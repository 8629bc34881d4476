//! Card rendering: HTML fragments for the page, workspace and card.
//!
//! Fragment nesting (outer → inner), each with the id HTMX targets:
//!
//! - `render_page` → `#interview-app`: header inputs plus the workspace.
//! - `render_workspace` → `#card-workspace`: draw/export buttons plus the
//!   card region. Returned by draw and reshuffle, since those change which
//!   buttons apply.
//! - `render_card_region` → inner HTML of `#interview-card-region`: the card
//!   itself (`#interview-card`, the rasterized element). Returned by name,
//!   image, lock and export routes so the name input keeps focus.
//!
//! In capture mode the card swaps textareas for static blocks and drops the
//! lock buttons so the exported PNG shows only content.

use crate::html::{escape, hx_vals};
use crate::questions::Source;
use crate::session::state::Session;

/// Requests that re-render the card carry every textarea with them, so text
/// still inside the answer debounce is stored before the swap discards it.
const INCLUDE_ANSWERS: &str = "#interview-card textarea";

/// Render the whole interview page fragment.
pub fn render_page(session: &Session) -> String {
    let mut html = String::with_capacity(8192);
    html.push_str(r#"<div id="interview-app" class="w-full max-w-5xl mx-auto">"#);
    html.push_str(
        r#"<h1 class="text-3xl font-bold text-center text-blue-600 mb-6">キャラインタビュー</h1>"#,
    );

    html.push_str(r#"<div class="flex flex-col md:flex-row gap-4 mb-6">"#);
    // FileReader hands the data URI to the image route; cancelling the
    // picker sends nothing.
    html.push_str(
        r#"<input type="file" accept="image/*" aria-label="キャラ画像" class="flex-1 text-sm text-gray-500 file:mr-4 file:py-2 file:px-4 file:rounded-full file:border-0 file:text-sm file:font-semibold file:bg-blue-50 file:text-blue-700 hover:file:bg-blue-100" onchange="(function(input) { var f = input.files[0]; if (!f) return; var r = new FileReader(); r.onloadend = function() { htmx.ajax('POST', '/api/card/image', {values: {image: r.result}, target: '#interview-card-region', swap: 'innerHTML'}); }; r.readAsDataURL(f); })(this)">"#,
    );
    html.push_str(&format!(
        r##"<input type="text" name="name" value="{}" placeholder="キャラ名を入力" aria-label="キャラ名" hx-post="/api/card/name" hx-trigger="input changed delay:200ms" hx-target="#interview-card-region" hx-swap="innerHTML" class="flex-1 px-4 py-2 border border-gray-300 rounded-lg focus:outline-none focus:ring-2 focus:ring-blue-400">"##,
        escape(&session.character.name)
    ));
    html.push_str("</div>");

    html.push_str(r#"<div id="card-workspace">"#);
    html.push_str(&render_workspace(session));
    html.push_str("</div>");

    html.push_str("</div>");
    html
}

fn draw_button(source: Source, label: &str, color: &str) -> String {
    format!(
        r##"<button type="button" hx-post="/api/card/draw" hx-vals="{vals}" hx-target="#card-workspace" hx-swap="innerHTML" class="flex-1 bg-{color}-500 hover:bg-{color}-600 text-white font-semibold py-2 rounded-lg shadow">{label}</button>"##,
        vals = hx_vals("source", source.as_str()),
        color = color,
        label = label,
    )
}

/// Button row plus the card region.
pub fn render_workspace(session: &Session) -> String {
    let mut html = String::with_capacity(4096);
    html.push_str(r#"<div class="flex flex-col md:flex-row gap-2 mb-6">"#);
    html.push_str(&draw_button(Source::All, "ランダム6問（全体）", "blue"));
    html.push_str(&draw_button(Source::Curated, "厳選6問（上位50）", "purple"));

    if session.has_selection() {
        if session.config.locks_enabled {
            html.push_str(&format!(
                r##"<button type="button" hx-post="/api/card/reshuffle" hx-vals="{}" hx-include="{}" hx-target="#card-workspace" hx-swap="innerHTML" class="flex-1 bg-amber-500 hover:bg-amber-600 text-white font-semibold py-2 rounded-lg shadow">ロック以外を入れ替え</button>"##,
                hx_vals("source", session.last_source.as_str()),
                INCLUDE_ANSWERS
            ));
        }
        html.push_str(&format!(
            r##"<button type="button" hx-post="/api/card/export" hx-include="{}" hx-target="#interview-card-region" hx-swap="innerHTML" class="flex-1 bg-green-500 hover:bg-green-600 text-white font-semibold py-2 rounded-lg shadow">PNG出力</button>"##,
            INCLUDE_ANSWERS
        ));
    }
    html.push_str("</div>");

    html.push_str(r#"<div id="interview-card-region">"#);
    html.push_str(&render_card_region(session));
    html.push_str("</div>");
    html
}

/// The card, or nothing before the first draw.
pub fn render_card_region(session: &Session) -> String {
    if !session.has_selection() {
        return String::new();
    }
    let capture = session.capture_mode();
    let mut html = String::with_capacity(4096);

    html.push_str(&format!(
        r#"<div id="interview-card" data-capture="{}" class="bg-white rounded-3xl shadow-2xl p-6 flex flex-row gap-6">"#,
        capture
    ));

    // Left column: portrait, name, first two questions
    html.push_str(r#"<div class="flex-1 flex flex-col gap-4 items-center">"#);
    match &session.character.image {
        Some(img) => html.push_str(&format!(
            r#"<img src="{}" alt="キャラ画像" class="w-48 h-48 rounded-xl shadow-md object-contain bg-gray-100">"#,
            escape(img.data_uri())
        )),
        None => html.push_str(
            r#"<div class="w-48 h-48 rounded-xl bg-gray-200 flex items-center justify-center text-gray-500">No Image</div>"#,
        ),
    }
    if !session.character.name.is_empty() {
        html.push_str(&format!(
            r#"<p class="text-2xl font-bold text-blue-600 text-center">{}</p>"#,
            escape(&session.character.name)
        ));
    }
    for (i, q) in session.left_questions().iter().enumerate() {
        html.push_str(&render_question(session, i, q, capture));
    }
    html.push_str("</div>");

    // Right column: remaining four
    html.push_str(r#"<div class="flex-1 flex flex-col gap-4">"#);
    let offset = session.left_questions().len();
    for (i, q) in session.right_questions().iter().enumerate() {
        html.push_str(&render_question(session, offset + i, q, capture));
    }
    html.push_str("</div>");

    html.push_str("</div>");
    html
}

fn render_question(session: &Session, slot: usize, question: &str, capture: bool) -> String {
    let locked = session.is_locked(question);
    let answer = escape(session.answer(question));
    let border = if locked { "border-amber-400" } else { "border-gray-200" };

    let mut html = String::with_capacity(1024);
    html.push_str(&format!(
        r#"<div class="bg-gray-50 p-3 rounded-lg border {} w-full" data-slot="{}">"#,
        border, slot
    ));
    html.push_str(r#"<div class="flex items-start justify-between gap-2 mb-2">"#);
    html.push_str(&format!(
        r#"<p class="font-semibold text-gray-800">{}</p>"#,
        escape(question)
    ));
    if session.config.locks_enabled && !capture {
        let (icon, label) = if locked {
            ("&#x1F512;", "ロック解除")
        } else {
            ("&#x1F513;", "ロック")
        };
        html.push_str(&format!(
            r##"<button type="button" class="lock-toggle shrink-0 text-lg" aria-pressed="{}" aria-label="{}" hx-post="/api/card/lock" hx-vals="{}" hx-include="{}" hx-target="#interview-card-region" hx-swap="innerHTML">{}</button>"##,
            locked,
            label,
            hx_vals("q", question),
            INCLUDE_ANSWERS,
            icon
        ));
    }
    html.push_str("</div>");

    if capture {
        html.push_str(&format!(
            r#"<div class="w-full p-2 border border-gray-300 rounded-lg whitespace-pre-wrap break-words">{}</div>"#,
            answer
        ));
    } else {
        // The parser drops one newline straight after `<textarea>`; the
        // extra one keeps an answer's own leading newline.
        html.push_str(&format!(
            r#"<textarea name="answer_{}" rows="2" placeholder="ここに回答を入力" hx-post="/api/card/answer" hx-trigger="input changed delay:300ms, change" hx-vals="{}" hx-swap="none" class="w-full p-2 border border-gray-300 rounded-lg focus:outline-none focus:ring-2 focus:ring-blue-400">
{}</textarea>"#,
            slot,
            hx_vals("q", question),
            answer
        ));
    }

    html.push_str("</div>");
    html
}

/// Non-fatal notification shown above the card.
pub fn render_notice(message: &str) -> String {
    format!(
        r#"<div role="alert" class="mb-4 px-4 py-2 rounded-lg bg-red-50 border border-red-200"><span class="text-red-600">{}</span></div>"#,
        escape(message)
    )
}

[What you are asked to do] Every line of the listing that holds the word "Returned" is to be found and copied.

[Answer]
//!   card region. Returned by draw and reshuffle, since those change which
//!   itself (`#interview-card`, the rasterized element). Returned by name,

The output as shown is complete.